**TASK BRIEF**
Below are entries. Reproduce exactly the lines between the line holding "fn default() ->" and the line holding "let fingerprint = Selector::send_tooltip();", inclusive, and only those.

**RECORDS FOR THIS EXERCISE**
Start of Block

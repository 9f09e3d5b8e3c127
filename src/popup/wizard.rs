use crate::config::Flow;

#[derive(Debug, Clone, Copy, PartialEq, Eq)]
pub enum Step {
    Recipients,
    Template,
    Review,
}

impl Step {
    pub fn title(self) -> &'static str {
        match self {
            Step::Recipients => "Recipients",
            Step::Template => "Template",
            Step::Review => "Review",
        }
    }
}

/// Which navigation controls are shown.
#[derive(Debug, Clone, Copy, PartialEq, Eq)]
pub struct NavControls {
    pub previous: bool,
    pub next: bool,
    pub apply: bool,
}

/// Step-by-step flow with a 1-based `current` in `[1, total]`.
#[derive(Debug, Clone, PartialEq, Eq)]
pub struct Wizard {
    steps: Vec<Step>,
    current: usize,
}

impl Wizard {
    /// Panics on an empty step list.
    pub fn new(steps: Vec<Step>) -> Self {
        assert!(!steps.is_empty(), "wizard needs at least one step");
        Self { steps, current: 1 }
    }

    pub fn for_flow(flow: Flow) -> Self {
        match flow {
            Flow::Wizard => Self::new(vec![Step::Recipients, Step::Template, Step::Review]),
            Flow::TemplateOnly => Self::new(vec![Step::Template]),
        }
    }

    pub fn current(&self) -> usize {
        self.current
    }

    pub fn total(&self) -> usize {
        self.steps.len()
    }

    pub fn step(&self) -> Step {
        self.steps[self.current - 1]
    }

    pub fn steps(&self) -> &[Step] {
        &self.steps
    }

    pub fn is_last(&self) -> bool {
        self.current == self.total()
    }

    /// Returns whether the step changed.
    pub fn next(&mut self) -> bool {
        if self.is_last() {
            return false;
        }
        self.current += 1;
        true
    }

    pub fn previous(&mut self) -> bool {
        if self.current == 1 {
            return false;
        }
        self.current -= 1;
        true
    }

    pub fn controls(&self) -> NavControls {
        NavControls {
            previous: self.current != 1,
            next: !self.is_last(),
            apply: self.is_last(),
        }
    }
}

End of Block
Start of Block

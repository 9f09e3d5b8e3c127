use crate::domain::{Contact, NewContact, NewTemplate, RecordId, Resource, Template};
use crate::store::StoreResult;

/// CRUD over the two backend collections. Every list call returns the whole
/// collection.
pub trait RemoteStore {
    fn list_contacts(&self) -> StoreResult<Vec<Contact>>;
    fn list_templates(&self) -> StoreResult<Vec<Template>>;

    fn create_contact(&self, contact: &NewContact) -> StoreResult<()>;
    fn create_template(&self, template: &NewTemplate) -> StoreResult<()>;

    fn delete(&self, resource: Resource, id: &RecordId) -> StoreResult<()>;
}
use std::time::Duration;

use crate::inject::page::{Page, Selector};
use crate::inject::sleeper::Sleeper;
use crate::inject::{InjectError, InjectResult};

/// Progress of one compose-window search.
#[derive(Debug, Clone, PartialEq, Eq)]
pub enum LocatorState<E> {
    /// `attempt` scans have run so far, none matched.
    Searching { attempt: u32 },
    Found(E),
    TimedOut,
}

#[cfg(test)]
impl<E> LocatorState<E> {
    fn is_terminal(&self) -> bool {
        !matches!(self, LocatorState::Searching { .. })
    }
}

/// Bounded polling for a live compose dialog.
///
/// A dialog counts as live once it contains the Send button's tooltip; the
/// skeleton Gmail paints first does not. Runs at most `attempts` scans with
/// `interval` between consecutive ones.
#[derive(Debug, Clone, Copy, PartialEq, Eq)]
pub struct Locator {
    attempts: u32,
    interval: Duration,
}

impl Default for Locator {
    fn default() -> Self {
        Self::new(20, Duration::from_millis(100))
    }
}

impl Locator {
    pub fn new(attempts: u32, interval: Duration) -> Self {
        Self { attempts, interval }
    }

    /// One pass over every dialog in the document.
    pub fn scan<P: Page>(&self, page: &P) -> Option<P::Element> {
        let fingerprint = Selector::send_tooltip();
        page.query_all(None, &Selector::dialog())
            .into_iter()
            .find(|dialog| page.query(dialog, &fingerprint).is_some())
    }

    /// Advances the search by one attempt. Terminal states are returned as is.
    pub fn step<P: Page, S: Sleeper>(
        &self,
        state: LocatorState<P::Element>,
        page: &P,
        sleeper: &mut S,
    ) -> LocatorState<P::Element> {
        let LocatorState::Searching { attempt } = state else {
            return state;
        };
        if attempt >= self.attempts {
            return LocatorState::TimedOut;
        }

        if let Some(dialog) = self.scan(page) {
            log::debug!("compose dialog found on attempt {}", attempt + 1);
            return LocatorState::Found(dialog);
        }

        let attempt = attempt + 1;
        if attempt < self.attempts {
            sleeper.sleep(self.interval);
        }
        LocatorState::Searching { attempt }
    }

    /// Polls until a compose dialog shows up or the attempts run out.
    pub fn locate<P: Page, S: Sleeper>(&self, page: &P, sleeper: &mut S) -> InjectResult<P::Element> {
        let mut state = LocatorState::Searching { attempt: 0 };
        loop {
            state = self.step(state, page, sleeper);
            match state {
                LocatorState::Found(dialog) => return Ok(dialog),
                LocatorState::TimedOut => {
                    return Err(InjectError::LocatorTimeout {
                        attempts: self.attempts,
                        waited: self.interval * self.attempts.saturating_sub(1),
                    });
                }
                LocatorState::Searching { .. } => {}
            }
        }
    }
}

End of Block
Start of Block

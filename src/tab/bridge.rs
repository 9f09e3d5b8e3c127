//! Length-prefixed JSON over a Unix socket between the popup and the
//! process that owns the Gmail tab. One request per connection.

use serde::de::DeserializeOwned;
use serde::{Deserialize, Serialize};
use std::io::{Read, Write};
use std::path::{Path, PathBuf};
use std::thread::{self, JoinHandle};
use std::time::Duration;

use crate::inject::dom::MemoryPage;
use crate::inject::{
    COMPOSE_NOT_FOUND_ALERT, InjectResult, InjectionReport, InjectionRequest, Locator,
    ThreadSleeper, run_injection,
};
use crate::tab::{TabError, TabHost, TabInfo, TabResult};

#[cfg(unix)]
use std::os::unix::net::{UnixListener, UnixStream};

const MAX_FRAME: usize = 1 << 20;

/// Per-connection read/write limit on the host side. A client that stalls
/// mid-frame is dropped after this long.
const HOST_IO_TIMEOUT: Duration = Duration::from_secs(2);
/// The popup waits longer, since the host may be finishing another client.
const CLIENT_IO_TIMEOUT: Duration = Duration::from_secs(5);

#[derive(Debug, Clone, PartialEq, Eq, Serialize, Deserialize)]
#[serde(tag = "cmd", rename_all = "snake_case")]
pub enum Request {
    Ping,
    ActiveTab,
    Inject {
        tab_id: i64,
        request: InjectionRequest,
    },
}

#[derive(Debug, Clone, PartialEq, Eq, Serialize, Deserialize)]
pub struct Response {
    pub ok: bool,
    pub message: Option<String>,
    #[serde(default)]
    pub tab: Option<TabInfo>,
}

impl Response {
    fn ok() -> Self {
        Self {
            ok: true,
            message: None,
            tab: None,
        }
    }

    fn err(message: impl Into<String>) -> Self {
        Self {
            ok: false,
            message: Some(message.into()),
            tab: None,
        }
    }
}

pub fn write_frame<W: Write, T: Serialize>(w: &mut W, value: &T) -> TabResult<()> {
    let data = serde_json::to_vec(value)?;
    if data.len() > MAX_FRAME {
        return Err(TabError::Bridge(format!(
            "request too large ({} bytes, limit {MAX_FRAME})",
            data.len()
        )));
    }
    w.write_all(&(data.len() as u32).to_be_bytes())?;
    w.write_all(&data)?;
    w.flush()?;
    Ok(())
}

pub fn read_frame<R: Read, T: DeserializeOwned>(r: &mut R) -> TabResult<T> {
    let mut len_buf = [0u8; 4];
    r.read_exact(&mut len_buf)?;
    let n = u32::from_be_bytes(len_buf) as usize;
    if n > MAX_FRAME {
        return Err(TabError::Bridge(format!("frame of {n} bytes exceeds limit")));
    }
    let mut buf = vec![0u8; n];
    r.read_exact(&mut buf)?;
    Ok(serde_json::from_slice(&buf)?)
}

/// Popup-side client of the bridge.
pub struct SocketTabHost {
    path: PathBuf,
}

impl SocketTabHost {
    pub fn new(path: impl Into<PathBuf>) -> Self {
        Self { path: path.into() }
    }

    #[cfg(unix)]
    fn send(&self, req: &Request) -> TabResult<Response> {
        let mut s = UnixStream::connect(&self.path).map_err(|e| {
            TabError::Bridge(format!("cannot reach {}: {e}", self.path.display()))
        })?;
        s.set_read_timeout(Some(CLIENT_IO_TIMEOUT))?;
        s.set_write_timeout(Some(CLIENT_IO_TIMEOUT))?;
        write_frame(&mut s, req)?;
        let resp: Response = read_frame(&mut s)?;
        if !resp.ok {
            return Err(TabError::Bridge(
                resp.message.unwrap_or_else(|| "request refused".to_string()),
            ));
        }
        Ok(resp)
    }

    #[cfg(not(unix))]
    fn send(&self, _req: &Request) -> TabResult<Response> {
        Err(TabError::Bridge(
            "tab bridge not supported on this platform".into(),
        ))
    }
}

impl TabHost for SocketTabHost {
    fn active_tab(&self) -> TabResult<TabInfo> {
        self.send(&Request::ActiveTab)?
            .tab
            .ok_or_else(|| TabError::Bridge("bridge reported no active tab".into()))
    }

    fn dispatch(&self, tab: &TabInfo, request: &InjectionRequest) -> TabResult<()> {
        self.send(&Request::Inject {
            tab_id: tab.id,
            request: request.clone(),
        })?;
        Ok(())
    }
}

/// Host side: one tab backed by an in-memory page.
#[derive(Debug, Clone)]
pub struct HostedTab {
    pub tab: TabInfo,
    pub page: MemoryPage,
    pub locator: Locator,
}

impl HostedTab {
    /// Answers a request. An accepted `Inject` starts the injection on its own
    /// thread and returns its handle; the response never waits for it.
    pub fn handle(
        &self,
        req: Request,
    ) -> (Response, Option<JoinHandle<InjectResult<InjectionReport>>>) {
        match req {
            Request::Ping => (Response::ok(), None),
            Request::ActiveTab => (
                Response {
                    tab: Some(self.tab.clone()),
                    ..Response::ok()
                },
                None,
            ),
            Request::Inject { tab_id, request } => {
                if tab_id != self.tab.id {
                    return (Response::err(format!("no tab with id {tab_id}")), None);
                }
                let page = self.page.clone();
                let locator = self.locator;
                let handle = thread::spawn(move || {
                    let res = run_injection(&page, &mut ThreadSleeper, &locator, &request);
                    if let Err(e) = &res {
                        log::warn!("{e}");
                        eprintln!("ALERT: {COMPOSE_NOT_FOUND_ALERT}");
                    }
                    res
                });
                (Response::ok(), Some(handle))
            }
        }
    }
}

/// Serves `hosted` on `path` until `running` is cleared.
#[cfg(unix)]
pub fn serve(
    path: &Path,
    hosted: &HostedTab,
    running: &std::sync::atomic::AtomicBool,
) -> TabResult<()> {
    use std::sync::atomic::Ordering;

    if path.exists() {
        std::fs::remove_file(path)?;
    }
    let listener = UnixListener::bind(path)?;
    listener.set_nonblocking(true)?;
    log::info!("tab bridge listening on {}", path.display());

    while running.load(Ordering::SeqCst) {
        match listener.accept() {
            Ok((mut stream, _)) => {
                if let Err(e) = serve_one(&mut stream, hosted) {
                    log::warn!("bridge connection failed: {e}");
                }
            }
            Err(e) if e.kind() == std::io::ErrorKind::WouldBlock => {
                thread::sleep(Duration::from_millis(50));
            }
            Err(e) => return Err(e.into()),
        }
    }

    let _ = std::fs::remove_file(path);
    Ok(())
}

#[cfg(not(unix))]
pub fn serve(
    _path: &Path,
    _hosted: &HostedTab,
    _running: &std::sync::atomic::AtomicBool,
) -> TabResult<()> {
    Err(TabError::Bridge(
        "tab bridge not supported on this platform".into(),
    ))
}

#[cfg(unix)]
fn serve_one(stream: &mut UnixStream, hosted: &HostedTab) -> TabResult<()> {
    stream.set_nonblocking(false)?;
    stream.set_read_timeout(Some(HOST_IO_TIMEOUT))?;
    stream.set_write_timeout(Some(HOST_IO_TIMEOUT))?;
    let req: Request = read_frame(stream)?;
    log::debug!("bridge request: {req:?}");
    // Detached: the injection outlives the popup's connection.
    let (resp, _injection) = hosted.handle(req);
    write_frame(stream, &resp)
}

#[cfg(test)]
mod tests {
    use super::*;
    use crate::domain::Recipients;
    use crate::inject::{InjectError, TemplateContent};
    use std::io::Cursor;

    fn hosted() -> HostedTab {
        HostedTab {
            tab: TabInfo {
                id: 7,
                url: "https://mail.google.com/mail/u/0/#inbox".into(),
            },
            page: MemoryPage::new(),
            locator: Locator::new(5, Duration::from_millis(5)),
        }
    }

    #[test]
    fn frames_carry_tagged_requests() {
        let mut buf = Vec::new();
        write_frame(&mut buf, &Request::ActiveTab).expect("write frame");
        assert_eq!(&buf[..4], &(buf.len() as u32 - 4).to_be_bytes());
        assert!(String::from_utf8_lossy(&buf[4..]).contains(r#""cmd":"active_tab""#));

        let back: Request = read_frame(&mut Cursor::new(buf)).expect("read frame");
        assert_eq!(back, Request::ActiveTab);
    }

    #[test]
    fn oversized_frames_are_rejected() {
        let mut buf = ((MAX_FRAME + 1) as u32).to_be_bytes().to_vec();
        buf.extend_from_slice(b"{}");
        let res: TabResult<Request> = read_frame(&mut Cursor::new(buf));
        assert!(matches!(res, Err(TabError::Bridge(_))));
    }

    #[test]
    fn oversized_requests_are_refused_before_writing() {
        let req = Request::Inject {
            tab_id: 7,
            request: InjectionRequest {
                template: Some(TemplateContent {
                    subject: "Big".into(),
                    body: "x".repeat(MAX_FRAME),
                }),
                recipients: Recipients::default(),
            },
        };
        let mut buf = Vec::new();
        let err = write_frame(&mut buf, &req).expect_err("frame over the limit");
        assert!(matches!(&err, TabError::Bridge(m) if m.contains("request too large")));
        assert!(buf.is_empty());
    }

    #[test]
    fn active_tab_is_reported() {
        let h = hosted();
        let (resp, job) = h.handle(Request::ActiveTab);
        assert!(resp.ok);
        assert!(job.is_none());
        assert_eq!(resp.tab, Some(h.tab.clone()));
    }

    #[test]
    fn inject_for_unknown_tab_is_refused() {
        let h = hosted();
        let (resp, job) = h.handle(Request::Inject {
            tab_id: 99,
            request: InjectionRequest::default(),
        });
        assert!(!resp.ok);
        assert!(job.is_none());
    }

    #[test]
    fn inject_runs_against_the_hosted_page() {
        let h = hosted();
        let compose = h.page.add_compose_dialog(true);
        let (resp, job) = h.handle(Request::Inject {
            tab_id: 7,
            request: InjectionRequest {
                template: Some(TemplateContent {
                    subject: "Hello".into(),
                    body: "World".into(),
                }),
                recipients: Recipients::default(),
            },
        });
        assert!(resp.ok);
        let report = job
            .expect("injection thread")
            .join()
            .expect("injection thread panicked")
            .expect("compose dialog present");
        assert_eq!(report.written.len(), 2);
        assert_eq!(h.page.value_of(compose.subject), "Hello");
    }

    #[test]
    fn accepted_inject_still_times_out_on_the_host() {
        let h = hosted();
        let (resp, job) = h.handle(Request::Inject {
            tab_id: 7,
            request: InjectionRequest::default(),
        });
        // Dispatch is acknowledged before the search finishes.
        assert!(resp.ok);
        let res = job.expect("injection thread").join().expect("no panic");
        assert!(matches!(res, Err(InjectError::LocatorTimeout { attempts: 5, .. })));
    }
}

End of Block

**ANSWER SPACE**
    fn default() -> Self {
        Self::new(20, Duration::from_millis(100))
    }
}

impl Locator {
    pub fn new(attempts: u32, interval: Duration) -> Self {
        Self { attempts, interval }
    }

    /// One pass over every dialog in the document.
    pub fn scan<P: Page>(&self, page: &P) -> Option<P::Element> {
        let fingerprint = Selector::send_tooltip();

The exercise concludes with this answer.